PROBLEM STATEMENT:
As soon as the line containing "SearchSession::new(providers, SearchTuning::new(300, 20, false))" appears in the material below, start returning lines exactly, and end with the line containing "let typist = tokio::spawn(async".

DATA:
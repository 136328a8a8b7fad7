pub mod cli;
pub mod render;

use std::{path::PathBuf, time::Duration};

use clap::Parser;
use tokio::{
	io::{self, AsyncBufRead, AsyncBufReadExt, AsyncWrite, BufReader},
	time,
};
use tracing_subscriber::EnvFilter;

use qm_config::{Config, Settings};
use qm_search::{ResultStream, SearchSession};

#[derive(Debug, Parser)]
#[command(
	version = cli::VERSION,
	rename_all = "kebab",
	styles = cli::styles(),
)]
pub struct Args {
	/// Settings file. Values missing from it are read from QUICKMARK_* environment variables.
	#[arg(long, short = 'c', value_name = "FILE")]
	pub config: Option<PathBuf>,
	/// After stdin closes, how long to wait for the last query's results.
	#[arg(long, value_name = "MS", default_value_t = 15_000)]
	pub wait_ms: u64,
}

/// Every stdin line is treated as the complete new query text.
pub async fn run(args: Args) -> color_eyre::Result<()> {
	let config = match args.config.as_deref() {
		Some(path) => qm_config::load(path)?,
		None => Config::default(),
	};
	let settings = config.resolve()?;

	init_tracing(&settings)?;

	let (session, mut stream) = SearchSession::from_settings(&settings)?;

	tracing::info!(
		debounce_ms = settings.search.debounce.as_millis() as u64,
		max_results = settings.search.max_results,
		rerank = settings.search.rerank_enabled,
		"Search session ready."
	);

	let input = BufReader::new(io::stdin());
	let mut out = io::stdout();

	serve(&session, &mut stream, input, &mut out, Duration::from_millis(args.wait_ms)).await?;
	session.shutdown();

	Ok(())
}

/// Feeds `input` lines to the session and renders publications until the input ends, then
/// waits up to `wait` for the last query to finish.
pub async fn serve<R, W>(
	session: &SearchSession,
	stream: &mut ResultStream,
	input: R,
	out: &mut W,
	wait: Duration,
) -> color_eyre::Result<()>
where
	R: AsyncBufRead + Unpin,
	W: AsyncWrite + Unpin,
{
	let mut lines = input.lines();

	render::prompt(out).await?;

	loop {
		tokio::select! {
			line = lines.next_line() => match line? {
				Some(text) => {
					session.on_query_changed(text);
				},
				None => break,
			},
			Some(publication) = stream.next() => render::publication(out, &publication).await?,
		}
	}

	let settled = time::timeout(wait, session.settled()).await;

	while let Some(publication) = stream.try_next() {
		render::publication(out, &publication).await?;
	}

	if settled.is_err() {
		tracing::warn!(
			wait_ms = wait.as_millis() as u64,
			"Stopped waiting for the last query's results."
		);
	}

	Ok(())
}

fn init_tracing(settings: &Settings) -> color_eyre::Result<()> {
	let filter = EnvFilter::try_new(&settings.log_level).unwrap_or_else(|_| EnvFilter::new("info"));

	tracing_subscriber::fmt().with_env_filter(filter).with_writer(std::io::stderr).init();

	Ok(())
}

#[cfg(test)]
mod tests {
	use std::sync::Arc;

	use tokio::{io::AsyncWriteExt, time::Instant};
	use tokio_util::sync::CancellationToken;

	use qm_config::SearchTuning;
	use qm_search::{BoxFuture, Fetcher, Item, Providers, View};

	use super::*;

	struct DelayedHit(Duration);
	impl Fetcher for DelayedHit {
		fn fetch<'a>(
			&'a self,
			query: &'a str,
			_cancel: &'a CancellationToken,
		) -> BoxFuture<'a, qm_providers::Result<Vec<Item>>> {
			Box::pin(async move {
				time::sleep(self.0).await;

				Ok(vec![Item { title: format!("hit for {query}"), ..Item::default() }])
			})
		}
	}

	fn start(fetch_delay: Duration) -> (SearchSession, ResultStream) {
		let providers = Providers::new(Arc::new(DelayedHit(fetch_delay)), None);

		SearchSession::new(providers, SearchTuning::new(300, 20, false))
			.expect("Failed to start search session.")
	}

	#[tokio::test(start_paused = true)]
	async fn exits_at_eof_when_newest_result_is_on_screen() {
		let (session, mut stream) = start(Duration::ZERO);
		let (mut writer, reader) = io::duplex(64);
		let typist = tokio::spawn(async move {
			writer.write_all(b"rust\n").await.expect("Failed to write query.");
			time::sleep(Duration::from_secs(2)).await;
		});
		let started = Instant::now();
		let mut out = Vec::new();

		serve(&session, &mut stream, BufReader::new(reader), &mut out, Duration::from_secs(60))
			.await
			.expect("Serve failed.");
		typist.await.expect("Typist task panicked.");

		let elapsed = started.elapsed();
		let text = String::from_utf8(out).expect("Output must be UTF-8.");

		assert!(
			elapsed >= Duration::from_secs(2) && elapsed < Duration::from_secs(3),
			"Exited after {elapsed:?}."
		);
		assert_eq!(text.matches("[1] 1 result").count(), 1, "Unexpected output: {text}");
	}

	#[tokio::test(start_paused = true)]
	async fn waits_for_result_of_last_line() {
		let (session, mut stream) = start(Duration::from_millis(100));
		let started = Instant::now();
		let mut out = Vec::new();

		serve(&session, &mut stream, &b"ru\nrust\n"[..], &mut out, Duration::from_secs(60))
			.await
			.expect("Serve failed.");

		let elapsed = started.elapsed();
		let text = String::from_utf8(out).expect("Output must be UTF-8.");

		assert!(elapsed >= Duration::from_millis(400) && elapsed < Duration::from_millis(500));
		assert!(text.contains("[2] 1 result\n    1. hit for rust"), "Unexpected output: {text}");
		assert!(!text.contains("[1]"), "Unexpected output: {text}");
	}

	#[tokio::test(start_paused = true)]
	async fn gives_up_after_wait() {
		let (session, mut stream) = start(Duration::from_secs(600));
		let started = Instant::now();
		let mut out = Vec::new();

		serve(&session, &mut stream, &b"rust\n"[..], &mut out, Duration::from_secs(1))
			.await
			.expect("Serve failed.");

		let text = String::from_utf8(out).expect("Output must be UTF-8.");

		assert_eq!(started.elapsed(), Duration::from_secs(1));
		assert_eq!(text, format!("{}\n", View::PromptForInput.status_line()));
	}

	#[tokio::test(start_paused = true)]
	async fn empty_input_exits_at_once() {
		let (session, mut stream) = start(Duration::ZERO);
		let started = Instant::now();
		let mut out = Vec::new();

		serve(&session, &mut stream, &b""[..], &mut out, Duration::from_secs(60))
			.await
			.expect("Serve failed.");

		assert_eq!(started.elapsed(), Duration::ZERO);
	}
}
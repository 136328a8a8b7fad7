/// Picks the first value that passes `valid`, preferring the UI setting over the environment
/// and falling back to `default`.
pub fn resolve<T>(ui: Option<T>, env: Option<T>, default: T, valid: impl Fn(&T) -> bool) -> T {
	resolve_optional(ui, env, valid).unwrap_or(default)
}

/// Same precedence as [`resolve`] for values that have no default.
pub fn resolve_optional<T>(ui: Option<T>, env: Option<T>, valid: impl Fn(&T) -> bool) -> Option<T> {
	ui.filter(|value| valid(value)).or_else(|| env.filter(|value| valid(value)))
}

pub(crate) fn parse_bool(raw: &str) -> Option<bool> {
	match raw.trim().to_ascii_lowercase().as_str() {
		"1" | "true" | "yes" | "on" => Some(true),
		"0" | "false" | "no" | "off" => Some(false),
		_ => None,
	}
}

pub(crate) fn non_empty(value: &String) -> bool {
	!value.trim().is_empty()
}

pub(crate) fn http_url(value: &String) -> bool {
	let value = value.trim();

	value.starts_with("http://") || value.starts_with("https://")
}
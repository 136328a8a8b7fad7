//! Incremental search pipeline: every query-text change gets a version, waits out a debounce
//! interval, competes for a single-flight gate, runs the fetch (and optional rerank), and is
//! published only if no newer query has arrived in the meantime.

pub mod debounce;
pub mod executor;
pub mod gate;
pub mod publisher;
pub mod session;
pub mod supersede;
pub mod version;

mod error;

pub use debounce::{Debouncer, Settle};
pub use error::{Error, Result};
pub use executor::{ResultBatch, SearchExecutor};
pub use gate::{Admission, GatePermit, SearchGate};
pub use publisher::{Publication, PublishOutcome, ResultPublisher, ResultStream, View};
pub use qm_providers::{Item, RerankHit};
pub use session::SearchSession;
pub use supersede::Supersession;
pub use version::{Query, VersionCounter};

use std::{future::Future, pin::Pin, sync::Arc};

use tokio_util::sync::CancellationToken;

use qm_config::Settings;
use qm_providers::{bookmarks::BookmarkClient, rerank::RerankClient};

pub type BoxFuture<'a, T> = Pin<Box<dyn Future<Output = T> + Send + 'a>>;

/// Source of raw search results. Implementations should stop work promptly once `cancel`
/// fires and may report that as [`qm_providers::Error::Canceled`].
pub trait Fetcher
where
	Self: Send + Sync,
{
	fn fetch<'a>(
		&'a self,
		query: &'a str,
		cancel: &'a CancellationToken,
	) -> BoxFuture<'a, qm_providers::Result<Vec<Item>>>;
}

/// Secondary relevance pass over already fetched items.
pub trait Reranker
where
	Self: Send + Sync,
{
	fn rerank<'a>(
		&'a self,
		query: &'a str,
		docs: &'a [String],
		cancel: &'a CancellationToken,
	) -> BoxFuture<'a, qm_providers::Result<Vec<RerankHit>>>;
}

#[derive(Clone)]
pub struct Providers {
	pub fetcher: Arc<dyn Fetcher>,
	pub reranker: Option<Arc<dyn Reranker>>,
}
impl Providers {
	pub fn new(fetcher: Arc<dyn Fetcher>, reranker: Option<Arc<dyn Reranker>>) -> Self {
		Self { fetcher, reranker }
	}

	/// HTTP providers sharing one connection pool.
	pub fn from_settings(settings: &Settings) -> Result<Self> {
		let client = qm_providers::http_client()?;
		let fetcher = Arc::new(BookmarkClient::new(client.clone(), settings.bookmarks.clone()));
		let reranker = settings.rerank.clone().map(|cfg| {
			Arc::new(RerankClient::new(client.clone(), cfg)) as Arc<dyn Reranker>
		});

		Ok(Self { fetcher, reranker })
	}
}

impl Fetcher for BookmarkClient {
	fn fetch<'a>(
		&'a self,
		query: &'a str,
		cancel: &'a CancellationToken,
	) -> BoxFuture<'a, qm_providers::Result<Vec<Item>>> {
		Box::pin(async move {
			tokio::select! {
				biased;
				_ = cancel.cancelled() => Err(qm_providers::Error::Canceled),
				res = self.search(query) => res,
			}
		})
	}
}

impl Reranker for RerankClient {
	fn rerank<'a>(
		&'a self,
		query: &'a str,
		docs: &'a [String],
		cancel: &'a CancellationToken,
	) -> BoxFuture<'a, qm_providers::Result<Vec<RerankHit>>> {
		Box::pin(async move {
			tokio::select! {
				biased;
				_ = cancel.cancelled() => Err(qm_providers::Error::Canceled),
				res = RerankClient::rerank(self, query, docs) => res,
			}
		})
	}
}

RESULT FOR THIS EXERCISE:
		SearchSession::new(providers, SearchTuning::new(300, 20, false))
			.expect("Failed to start search session.")
	}

	#[tokio::test(start_paused = true)]
	async fn exits_at_eof_when_newest_result_is_on_screen() {
		let (session, mut stream) = start(Duration::ZERO);
		let (mut writer, reader) = io::duplex(64);
		let typist = tokio::spawn(async move {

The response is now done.